Outsiders, he said, may not appreciate the subtleties of adding a new piece of software in the middle of a multi-year study of living human beings. Adding technology in the life sciences, he argued, is different than updating a Windows PC. “Let’s not kid ourselves,” von Rickenbach said. “This is hard.”

von Rickenbach also expressed a few thoughts about the higher prominence of the CRO industry. He does not seem to be an Oprah WInfreyesque fountain of emotion, but clearly telegraphed that the new visibility for CROs has both positive and negative aspects, offering more stature to companies providing outsourcing to pharma but also exposing them to the same artillery fire besieging the sponsor community.

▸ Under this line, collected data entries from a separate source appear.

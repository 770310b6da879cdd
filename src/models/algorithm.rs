//! Scheduling discipline selector.

use serde::{Deserialize, Serialize};

/// The scheduling discipline to simulate.
///
/// Dispatch is by tag: the disciplines share no mutable state, so a plain
/// enum routed through `scheduler::run` replaces any trait hierarchy.
#[derive(Debug, Clone, Copy, PartialEq, Eq, Serialize, Deserialize)]
pub enum Algorithm {
    /// First-Come-First-Served: non-preemptive, arrival order.
    Fcfs,
    /// Fixed time slices over a FIFO ready queue. Requires a quantum.
    RoundRobin,
    /// Non-preemptive static priority (lower value = more urgent).
    Priority,
    /// Shortest-Job-First: non-preemptive, shortest total burst among
    /// arrived processes.
    Sjf,
    /// Shortest-Remaining-Time-First: preemptive, re-evaluated every tick.
    Srtf,
}

impl Algorithm {
    /// Short display name.
    pub fn name(&self) -> &'static str {
        match self {
            Algorithm::Fcfs => "FCFS",
            Algorithm::RoundRobin => "RR",
            Algorithm::Priority => "PRIORITY",
            Algorithm::Sjf => "SJF",
            Algorithm::Srtf => "SRTF",
        }
    }

    /// Whether the discipline may interrupt a running process.
    pub fn is_preemptive(&self) -> bool {
        matches!(self, Algorithm::RoundRobin | Algorithm::Srtf)
    }

    /// Whether the discipline needs a time quantum.
    pub fn requires_quantum(&self) -> bool {
        matches!(self, Algorithm::RoundRobin)
    }
}
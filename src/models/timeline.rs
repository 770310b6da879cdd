//! Timeline (simulation output) model.
//!
//! A timeline is the complete account of what the CPU did: a chronological
//! list of execution slices. Non-preemptive disciplines emit exactly one
//! slice per process; preemptive disciplines emit one slice per execution
//! turn (Round Robin) or per tick (SRTF).
//!
//! # Idle Representation
//! Idle CPU time is never stored as a slice. A gap between the end of one
//! slice and the start of the next is the idle span; `Timeline::idle_gaps`
//! derives the spans for renderers that want to draw them.

use serde::{Deserialize, Serialize};

use super::Tick;

/// One contiguous execution interval of one process.
///
/// The CPU ran `process_id` over `[start, end)`. Waiting and turnaround are
/// slice-level figures relative to the process arrival; for preemptive
/// output the last slice of a process carries its final turnaround.
#[derive(Debug, Clone, Serialize, Deserialize)]
pub struct Slice {
    /// Id of the executed process.
    pub process_id: String,
    /// First tick of the interval.
    pub start: Tick,
    /// One past the last tick of the interval.
    pub end: Tick,
    /// Ticks between arrival and this slice's start.
    pub waiting: Tick,
    /// Ticks between arrival and this slice's end.
    pub turnaround: Tick,
}

impl Slice {
    /// Creates a slice for a process that arrived at `arrival` and ran
    /// over `[start, end)`.
    pub fn new(process_id: impl Into<String>, arrival: Tick, start: Tick, end: Tick) -> Self {
        Self {
            process_id: process_id.into(),
            start,
            end,
            waiting: start - arrival,
            turnaround: end - arrival,
        }
    }

    /// Executed ticks (end - start).
    #[inline]
    pub fn duration(&self) -> Tick {
        self.end - self.start
    }
}

/// A complete simulation result: execution slices in chronological order.
#[derive(Debug, Clone, Default, Serialize, Deserialize)]
pub struct Timeline {
    /// Slices in non-decreasing start order.
    pub slices: Vec<Slice>,
}

impl Timeline {
    /// Creates an empty timeline.
    pub fn new() -> Self {
        Self::default()
    }

    /// Appends a slice.
    pub fn push(&mut self, slice: Slice) {
        self.slices.push(slice);
    }

    /// Number of slices.
    pub fn slice_count(&self) -> usize {
        self.slices.len()
    }

    /// Latest end tick across all slices, 0 when empty.
    pub fn makespan(&self) -> Tick {
        self.slices.iter().map(|s| s.end).max().unwrap_or(0)
    }

    /// All slices of one process, in execution order.
    pub fn slices_for_process(&self, process_id: &str) -> Vec<&Slice> {
        self.slices
            .iter()
            .filter(|s| s.process_id == process_id)
            .collect()
    }

    /// First tick at which a process ran.
    pub fn first_start(&self, process_id: &str) -> Option<Tick> {
        self.slices_for_process(process_id)
            .iter()
            .map(|s| s.start)
            .min()
    }

    /// Completion tick of a process (end of its last slice).
    pub fn completion_time(&self, process_id: &str) -> Option<Tick> {
        self.slices_for_process(process_id)
            .iter()
            .map(|s| s.end)
            .max()
    }

    /// Total ticks a process actually executed.
    pub fn executed(&self, process_id: &str) -> Tick {
        self.slices_for_process(process_id)
            .iter()
            .map(|s| s.duration())
            .sum()
    }

    /// Idle spans derived from gaps between consecutive slices.
    ///
    /// Returns `(start, end)` pairs in chronological order. A leading gap
    /// before the first slice is included when the first slice starts
    /// after tick 0.
    pub fn idle_gaps(&self) -> Vec<(Tick, Tick)> {
        let mut gaps = Vec::new();
        let mut cursor: Tick = 0;
        for s in &self.slices {
            if s.start > cursor {
                gaps.push((cursor, s.start));
            }
            cursor = cursor.max(s.end);
        }
        gaps
    }

    /// Fraction of the makespan the CPU spent executing (0.0..1.0).
    ///
    /// Returns `None` for an empty timeline.
    pub fn cpu_utilization(&self) -> Option<f64> {
        let horizon = self.makespan();
        if horizon <= 0 {
            return None;
        }
        let busy: Tick = self.slices.iter().map(|s| s.duration()).sum();
        Some(busy as f64 / horizon as f64)
    }
}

“Our industry is playing a really important role in the biopharmaceutical space,” he says. “That has been true for a long time. But it is more broadly recognized.”

He continued: “Part of being more visible, being more mature, playing a more important role, means we have to touch more audiences. I am somewhat perturbed by the misunderstandings that people have.”

Editor’s note: This article is from Rickenbach’s conversation with the business press at the 2007 Drug Information Association meeting.